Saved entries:
++++++

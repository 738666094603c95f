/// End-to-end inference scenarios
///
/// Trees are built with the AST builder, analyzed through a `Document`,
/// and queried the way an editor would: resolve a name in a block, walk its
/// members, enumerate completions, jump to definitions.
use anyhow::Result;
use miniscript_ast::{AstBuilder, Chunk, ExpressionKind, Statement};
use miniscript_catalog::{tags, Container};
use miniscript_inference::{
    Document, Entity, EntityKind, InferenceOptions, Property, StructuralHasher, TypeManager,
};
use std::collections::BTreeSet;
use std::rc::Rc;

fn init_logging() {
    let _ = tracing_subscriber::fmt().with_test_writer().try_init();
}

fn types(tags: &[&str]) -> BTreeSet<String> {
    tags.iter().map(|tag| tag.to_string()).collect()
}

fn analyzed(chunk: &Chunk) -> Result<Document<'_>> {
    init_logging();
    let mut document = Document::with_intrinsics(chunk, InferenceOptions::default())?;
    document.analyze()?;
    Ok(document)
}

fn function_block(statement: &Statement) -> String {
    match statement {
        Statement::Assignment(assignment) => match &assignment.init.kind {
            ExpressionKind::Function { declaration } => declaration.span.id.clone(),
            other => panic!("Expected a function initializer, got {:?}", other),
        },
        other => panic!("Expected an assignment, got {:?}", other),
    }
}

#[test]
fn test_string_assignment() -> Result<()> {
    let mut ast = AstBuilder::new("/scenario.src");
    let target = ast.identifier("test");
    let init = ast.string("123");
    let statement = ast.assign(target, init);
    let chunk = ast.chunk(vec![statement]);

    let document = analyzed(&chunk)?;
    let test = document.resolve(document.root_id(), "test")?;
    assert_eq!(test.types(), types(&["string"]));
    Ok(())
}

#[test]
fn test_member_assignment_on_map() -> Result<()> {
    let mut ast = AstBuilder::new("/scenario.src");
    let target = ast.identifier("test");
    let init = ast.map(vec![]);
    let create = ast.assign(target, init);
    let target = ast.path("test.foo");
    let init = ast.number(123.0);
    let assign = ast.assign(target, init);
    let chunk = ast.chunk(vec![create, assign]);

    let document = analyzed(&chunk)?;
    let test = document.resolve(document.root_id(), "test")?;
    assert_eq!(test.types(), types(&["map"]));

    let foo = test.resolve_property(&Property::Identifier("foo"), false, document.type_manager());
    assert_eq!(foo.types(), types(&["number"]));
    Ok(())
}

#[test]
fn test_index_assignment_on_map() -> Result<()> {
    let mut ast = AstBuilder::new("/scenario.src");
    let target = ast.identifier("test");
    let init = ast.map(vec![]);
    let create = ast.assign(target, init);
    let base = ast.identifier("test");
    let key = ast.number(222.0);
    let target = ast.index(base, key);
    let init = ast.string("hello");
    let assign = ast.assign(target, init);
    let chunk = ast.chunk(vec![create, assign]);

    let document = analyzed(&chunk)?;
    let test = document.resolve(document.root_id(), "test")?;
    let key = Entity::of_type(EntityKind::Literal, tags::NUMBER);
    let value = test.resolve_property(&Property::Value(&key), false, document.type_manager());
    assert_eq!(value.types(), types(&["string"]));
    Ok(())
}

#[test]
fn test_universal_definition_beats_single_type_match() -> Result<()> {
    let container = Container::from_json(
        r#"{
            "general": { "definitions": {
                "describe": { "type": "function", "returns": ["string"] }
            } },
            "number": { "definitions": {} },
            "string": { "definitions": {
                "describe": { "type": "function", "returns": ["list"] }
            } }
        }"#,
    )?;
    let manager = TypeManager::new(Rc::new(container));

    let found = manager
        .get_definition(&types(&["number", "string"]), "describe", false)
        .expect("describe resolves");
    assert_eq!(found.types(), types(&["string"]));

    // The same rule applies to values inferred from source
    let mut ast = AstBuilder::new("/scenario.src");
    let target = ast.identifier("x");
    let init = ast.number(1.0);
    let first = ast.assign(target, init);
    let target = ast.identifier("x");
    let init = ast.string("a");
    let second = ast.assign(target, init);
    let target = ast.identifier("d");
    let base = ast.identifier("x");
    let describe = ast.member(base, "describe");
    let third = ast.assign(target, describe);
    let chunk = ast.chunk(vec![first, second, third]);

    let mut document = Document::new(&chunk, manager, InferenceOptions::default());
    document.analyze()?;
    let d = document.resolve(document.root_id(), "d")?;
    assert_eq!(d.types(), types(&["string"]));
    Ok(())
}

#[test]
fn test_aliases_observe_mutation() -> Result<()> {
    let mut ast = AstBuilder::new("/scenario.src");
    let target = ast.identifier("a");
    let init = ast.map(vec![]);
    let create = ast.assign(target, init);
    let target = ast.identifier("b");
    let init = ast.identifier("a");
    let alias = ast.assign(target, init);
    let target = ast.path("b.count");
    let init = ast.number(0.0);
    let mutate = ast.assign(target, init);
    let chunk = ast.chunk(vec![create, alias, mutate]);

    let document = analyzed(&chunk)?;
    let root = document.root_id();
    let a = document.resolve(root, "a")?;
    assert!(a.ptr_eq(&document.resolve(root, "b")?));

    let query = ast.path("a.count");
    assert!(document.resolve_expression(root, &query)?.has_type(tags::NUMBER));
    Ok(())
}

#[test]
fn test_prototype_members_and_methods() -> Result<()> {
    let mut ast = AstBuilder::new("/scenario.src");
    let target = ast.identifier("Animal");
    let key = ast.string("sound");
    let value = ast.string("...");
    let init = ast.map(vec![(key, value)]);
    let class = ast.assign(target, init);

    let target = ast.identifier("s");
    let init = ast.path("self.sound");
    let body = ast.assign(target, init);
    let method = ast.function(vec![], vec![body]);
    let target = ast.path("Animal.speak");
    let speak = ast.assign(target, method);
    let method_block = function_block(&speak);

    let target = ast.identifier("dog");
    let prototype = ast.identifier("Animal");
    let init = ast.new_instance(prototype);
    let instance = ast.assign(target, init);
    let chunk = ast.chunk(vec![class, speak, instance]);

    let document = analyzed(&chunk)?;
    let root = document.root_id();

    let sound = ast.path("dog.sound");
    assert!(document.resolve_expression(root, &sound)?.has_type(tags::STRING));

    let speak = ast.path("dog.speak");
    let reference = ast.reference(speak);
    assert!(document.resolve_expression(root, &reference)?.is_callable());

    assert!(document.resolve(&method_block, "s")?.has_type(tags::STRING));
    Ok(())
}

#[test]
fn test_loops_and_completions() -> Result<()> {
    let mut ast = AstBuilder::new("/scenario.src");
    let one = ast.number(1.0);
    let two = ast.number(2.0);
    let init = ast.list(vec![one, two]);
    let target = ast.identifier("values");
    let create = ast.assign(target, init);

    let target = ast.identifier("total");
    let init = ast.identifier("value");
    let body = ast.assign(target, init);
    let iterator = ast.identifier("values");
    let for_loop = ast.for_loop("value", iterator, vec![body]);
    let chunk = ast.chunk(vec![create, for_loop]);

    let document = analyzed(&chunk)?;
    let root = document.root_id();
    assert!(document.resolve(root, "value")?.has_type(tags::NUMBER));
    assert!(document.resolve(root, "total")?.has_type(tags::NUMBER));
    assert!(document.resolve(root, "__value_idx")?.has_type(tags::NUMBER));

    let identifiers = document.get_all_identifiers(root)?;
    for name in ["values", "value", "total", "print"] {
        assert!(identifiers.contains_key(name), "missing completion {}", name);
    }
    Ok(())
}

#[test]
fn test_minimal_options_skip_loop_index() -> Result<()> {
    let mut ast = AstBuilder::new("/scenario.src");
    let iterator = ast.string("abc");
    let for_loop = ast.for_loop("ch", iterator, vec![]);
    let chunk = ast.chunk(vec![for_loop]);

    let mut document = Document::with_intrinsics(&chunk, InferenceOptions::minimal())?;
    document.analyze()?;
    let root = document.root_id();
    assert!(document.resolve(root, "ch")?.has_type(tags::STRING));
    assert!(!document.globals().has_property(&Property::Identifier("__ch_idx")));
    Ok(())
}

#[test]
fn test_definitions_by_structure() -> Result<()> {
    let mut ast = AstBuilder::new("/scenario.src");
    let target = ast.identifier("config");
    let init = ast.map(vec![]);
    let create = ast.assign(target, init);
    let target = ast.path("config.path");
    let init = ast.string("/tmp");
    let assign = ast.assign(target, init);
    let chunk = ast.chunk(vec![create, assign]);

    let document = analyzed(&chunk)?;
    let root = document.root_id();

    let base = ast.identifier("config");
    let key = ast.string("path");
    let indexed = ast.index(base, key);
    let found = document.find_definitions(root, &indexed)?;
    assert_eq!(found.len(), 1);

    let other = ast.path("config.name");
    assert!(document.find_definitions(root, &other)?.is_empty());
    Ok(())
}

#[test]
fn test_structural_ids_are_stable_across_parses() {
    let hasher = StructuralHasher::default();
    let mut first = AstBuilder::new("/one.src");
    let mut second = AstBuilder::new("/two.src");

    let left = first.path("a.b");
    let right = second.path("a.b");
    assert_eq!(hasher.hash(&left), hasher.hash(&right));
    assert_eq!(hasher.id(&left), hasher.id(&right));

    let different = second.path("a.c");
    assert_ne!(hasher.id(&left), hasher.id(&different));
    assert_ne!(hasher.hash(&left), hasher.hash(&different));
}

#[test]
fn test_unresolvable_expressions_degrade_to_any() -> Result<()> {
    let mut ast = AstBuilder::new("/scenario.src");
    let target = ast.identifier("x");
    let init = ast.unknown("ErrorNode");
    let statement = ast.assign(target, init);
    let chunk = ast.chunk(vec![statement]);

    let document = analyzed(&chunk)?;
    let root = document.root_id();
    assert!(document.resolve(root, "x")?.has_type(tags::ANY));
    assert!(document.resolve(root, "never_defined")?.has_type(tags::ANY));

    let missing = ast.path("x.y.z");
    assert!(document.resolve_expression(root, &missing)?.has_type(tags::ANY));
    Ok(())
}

++++++

** Work required **
Return all lines of the data in which the string "first" appears.

** Result for this task **
    let first = ast.assign(target, init);
    let chunk = ast.chunk(vec![first, second, third]);
    let mut first = AstBuilder::new("/one.src");
    let left = first.path("a.b");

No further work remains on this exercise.